▸ **Your objective**:
Wherever the string "OutboundEmail" turns up in the data, copy the whole line.

********************

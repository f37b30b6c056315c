// envoy-rs: environment variable manifest checker
//
// SPDX-FileCopyrightText: 2026 Romeo Ahmed
// SPDX-License-Identifier: GPL-3.0-or-later

//! Sync command arguments.
//!
//! ```text
//! --auto       append missing variables
//! --remove     delete unused variables
//! --comments   annotate appended variables with their first usage
//! ```
//!
//! Without `--auto` or `--remove` nothing is written.

use clap::Args;

use crate::manifest::SyncFlags;

/// Arguments for the `sync` command.
#[derive(Debug, Clone, Default, Args)]
pub struct SyncArgs {
    /// Add missing variables to the example manifest.
    #[arg(long)]
    pub auto: bool,

    /// Remove unused variables from the example manifest.
    #[arg(long)]
    pub remove: bool,

    /// Add a comment with the first usage above each added variable.
    #[arg(long)]
    pub comments: bool,
}

impl SyncArgs {
    /// Returns true if the invocation asks for a change.
    #[must_use]
    pub const fn has_action(&self) -> bool {
        self.auto || self.remove
    }

    #[must_use]
    pub fn flags(&self) -> SyncFlags {
        SyncFlags::from_switches(self.auto, self.remove, self.comments)
    }
}
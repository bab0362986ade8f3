pub mod config;
pub mod correlation;
pub mod directory;
pub mod domain;
pub mod errors;
pub mod lifecycle;
pub mod ports;

pub use config::AppConfig;
pub use correlation::CorrelationTag;
pub use directory::VendorDirectory;
pub use domain::proposal::{Proposal, ProposalId, ProposalSummary, ProposalWithVendor};
pub use domain::rfp::{Rfp, RfpDetail, RfpId, RfpStatus, RfpSummary};
pub use domain::structured::{ProposalAnalysis, RfpItem, RfpStructure};
pub use domain::vendor::{NewVendor, Vendor, VendorId};
pub use errors::{ApplicationError, DomainError, InterfaceError};
pub use lifecycle::{CorrelationReport, DispatchReport, LifecyclePorts, RfpLifecycleManager};
pub use ports::{
    CascadeOutcome, ExtractionError, InboundEmail, MailTransport, OutboundEmail,
    ProposalRepository, RepositoryError, RfpRepository, StructuredExtractor, TransportError,
    VendorRepository,
};
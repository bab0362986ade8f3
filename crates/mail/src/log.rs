use async_trait::async_trait;
use tracing::{info, warn};

use procura_core::correlation::CorrelationTag;
use procura_core::ports::{InboundEmail, MailTransport, OutboundEmail, TransportError};

pub const SIMULATED_SENDER: &str = "sales@techcorp.com";

const SIMULATED_BODY: &str = "Hi there,

Thanks for the RFP. We can supply the 20 laptops you requested.
Our price is $2,200 per unit, so $44,000 total.
We can deliver in 14 days.
Warranty is 2 years included.

Pros: Fast delivery, Extended warranty.
Cons: Payment upfront required.

Best,
TechCorp Sales";

/// Transport for running without a mail relay: outbound mail goes to the log.
#[derive(Clone, Debug, Default)]
pub struct LogTransport {
    simulate_replies: bool,
}

impl LogTransport {
    pub fn new(simulate_replies: bool) -> Self {
        Self { simulate_replies }
    }
}

#[async_trait]
impl MailTransport for LogTransport {
    async fn send(&self, email: OutboundEmail) -> Result<(), TransportError> {
        info!(
            event_name = "mail.log.sent",
            to = %email.to,
            subject = %email.subject,
            body = %email.text,
            "outbound mail recorded (no relay configured)"
        );
        Ok(())
    }

    async fn fetch_responses(
        &self,
        tag: &CorrelationTag,
    ) -> Result<Vec<InboundEmail>, TransportError> {
        if !self.simulate_replies {
            return Ok(Vec::new());
        }

        warn!(
            event_name = "mail.log.simulated_reply",
            rfp_id = %tag.rfp_id(),
            "no relay configured, returning a simulated vendor reply"
        );
        Ok(vec![InboundEmail {
            from: SIMULATED_SENDER.to_string(),
            subject: format!("Re: Request for Proposal: Laptops {tag}"),
            body: SIMULATED_BODY.to_string(),
        }])
    }
}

********************

▸ **Problem solution**:
    CascadeOutcome, ExtractionError, InboundEmail, MailTransport, OutboundEmail,
use procura_core::ports::{InboundEmail, MailTransport, OutboundEmail, TransportError};
    async fn send(&self, email: OutboundEmail) -> Result<(), TransportError> {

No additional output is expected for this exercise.